* **Work task**
Only the lines from the start of the entries through the line with "pub fn init_tracing(config: TracingConfig)" are wanted; please output them exactly.

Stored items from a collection
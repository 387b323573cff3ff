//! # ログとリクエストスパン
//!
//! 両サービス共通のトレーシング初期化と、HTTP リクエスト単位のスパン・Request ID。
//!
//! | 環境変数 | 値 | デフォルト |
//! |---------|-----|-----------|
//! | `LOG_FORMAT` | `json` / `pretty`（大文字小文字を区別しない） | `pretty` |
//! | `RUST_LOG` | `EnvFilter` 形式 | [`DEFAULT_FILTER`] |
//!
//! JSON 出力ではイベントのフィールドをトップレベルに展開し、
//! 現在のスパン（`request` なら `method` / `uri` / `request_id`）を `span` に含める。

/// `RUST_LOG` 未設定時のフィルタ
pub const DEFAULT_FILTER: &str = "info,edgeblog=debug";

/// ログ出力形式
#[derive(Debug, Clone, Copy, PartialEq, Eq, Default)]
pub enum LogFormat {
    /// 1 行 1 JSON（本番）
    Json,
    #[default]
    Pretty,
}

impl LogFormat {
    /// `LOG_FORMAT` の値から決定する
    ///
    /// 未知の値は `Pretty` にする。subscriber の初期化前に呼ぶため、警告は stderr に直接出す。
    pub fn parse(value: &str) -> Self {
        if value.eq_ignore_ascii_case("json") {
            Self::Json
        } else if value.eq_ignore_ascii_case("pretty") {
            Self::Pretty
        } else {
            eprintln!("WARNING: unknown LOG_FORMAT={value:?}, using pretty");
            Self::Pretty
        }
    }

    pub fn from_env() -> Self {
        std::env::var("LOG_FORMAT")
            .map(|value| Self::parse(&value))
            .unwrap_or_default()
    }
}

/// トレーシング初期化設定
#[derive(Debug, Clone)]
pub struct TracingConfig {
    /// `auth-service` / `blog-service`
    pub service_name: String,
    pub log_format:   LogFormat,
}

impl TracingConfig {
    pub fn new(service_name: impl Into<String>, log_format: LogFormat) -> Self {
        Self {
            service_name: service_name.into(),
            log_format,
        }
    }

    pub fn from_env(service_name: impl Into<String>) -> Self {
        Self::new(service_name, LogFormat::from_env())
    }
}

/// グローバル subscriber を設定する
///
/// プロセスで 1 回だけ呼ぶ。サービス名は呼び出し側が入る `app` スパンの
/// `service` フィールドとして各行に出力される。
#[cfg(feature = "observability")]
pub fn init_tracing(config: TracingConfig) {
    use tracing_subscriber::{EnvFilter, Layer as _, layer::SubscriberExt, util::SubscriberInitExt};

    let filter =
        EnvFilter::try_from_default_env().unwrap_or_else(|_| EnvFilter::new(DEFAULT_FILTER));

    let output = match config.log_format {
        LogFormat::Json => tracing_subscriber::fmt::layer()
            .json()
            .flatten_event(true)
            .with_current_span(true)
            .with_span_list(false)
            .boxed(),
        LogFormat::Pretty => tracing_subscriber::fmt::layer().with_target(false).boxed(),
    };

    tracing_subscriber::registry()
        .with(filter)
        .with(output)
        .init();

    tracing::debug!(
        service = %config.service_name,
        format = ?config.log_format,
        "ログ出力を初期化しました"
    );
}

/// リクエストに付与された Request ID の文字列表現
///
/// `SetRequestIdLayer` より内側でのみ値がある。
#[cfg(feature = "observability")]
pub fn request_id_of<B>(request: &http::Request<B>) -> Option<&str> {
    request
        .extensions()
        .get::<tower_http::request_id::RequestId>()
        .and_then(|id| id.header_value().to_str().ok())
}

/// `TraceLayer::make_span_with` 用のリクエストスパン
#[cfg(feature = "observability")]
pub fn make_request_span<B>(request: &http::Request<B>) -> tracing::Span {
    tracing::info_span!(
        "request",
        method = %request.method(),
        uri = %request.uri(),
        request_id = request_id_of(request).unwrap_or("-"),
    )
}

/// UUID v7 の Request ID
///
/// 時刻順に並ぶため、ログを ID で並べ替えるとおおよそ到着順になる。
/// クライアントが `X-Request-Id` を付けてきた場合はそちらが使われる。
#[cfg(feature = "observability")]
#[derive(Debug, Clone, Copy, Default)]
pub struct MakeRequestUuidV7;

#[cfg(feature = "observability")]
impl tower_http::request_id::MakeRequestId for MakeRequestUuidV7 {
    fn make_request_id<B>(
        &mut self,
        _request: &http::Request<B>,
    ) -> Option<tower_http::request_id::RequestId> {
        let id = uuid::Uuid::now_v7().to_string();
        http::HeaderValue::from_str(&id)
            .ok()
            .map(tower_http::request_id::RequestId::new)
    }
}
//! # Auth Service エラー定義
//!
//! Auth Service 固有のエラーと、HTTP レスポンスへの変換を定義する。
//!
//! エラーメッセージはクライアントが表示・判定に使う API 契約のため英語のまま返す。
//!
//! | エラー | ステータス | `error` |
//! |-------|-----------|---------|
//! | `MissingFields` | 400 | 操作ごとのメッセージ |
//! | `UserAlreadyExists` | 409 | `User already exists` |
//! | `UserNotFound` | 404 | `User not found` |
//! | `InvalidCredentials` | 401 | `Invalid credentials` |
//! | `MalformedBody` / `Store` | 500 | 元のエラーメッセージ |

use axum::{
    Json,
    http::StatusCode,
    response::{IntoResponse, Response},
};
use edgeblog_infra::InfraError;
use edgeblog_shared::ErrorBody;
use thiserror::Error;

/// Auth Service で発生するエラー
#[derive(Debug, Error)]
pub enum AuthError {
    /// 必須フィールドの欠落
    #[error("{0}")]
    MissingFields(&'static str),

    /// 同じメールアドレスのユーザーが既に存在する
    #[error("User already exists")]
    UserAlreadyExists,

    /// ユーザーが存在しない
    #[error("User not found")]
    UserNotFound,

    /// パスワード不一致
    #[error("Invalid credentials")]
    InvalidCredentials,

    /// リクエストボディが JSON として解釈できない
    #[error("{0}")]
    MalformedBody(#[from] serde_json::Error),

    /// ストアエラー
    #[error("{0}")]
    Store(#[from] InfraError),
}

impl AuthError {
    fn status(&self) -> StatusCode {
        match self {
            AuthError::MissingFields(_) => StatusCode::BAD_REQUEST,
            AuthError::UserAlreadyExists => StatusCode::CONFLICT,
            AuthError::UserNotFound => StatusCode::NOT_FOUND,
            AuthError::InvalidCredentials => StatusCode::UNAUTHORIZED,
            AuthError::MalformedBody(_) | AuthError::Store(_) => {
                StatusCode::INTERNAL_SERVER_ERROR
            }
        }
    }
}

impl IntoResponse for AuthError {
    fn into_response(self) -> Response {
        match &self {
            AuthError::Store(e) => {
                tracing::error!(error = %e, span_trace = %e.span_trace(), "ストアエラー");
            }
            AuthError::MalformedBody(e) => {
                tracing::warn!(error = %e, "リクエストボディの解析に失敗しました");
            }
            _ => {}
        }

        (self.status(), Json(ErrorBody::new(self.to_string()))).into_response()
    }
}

* **Expected answer**
repository 387b323573cff3ff
//! # ログとリクエストスパン
//!
//! 両サービス共通のトレーシング初期化と、HTTP リクエスト単位のスパン・Request ID。
//!
//! | 環境変数 | 値 | デフォルト |
//! |---------|-----|-----------|
//! | `LOG_FORMAT` | `json` / `pretty`（大文字小文字を区別しない） | `pretty` |
//! | `RUST_LOG` | `EnvFilter` 形式 | [`DEFAULT_FILTER`] |
//!
//! JSON 出力ではイベントのフィールドをトップレベルに展開し、
//! 現在のスパン（`request` なら `method` / `uri` / `request_id`）を `span` に含める。

/// `RUST_LOG` 未設定時のフィルタ
pub const DEFAULT_FILTER: &str = "info,edgeblog=debug";

/// ログ出力形式
#[derive(Debug, Clone, Copy, PartialEq, Eq, Default)]
pub enum LogFormat {
    /// 1 行 1 JSON（本番）
    Json,
    #[default]
    Pretty,
}

impl LogFormat {
    /// `LOG_FORMAT` の値から決定する
    ///
    /// 未知の値は `Pretty` にする。subscriber の初期化前に呼ぶため、警告は stderr に直接出す。
    pub fn parse(value: &str) -> Self {
        if value.eq_ignore_ascii_case("json") {
            Self::Json
        } else if value.eq_ignore_ascii_case("pretty") {
            Self::Pretty
        } else {
            eprintln!("WARNING: unknown LOG_FORMAT={value:?}, using pretty");
            Self::Pretty
        }
    }

    pub fn from_env() -> Self {
        std::env::var("LOG_FORMAT")
            .map(|value| Self::parse(&value))
            .unwrap_or_default()
    }
}

/// トレーシング初期化設定
#[derive(Debug, Clone)]
pub struct TracingConfig {
    /// `auth-service` / `blog-service`
    pub service_name: String,
    pub log_format:   LogFormat,
}

impl TracingConfig {
    pub fn new(service_name: impl Into<String>, log_format: LogFormat) -> Self {
        Self {
            service_name: service_name.into(),
            log_format,
        }
    }

    pub fn from_env(service_name: impl Into<String>) -> Self {
        Self::new(service_name, LogFormat::from_env())
    }
}

/// グローバル subscriber を設定する
///
/// プロセスで 1 回だけ呼ぶ。サービス名は呼び出し側が入る `app` スパンの
/// `service` フィールドとして各行に出力される。
#[cfg(feature = "observability")]
pub fn init_tracing(config: TracingConfig) {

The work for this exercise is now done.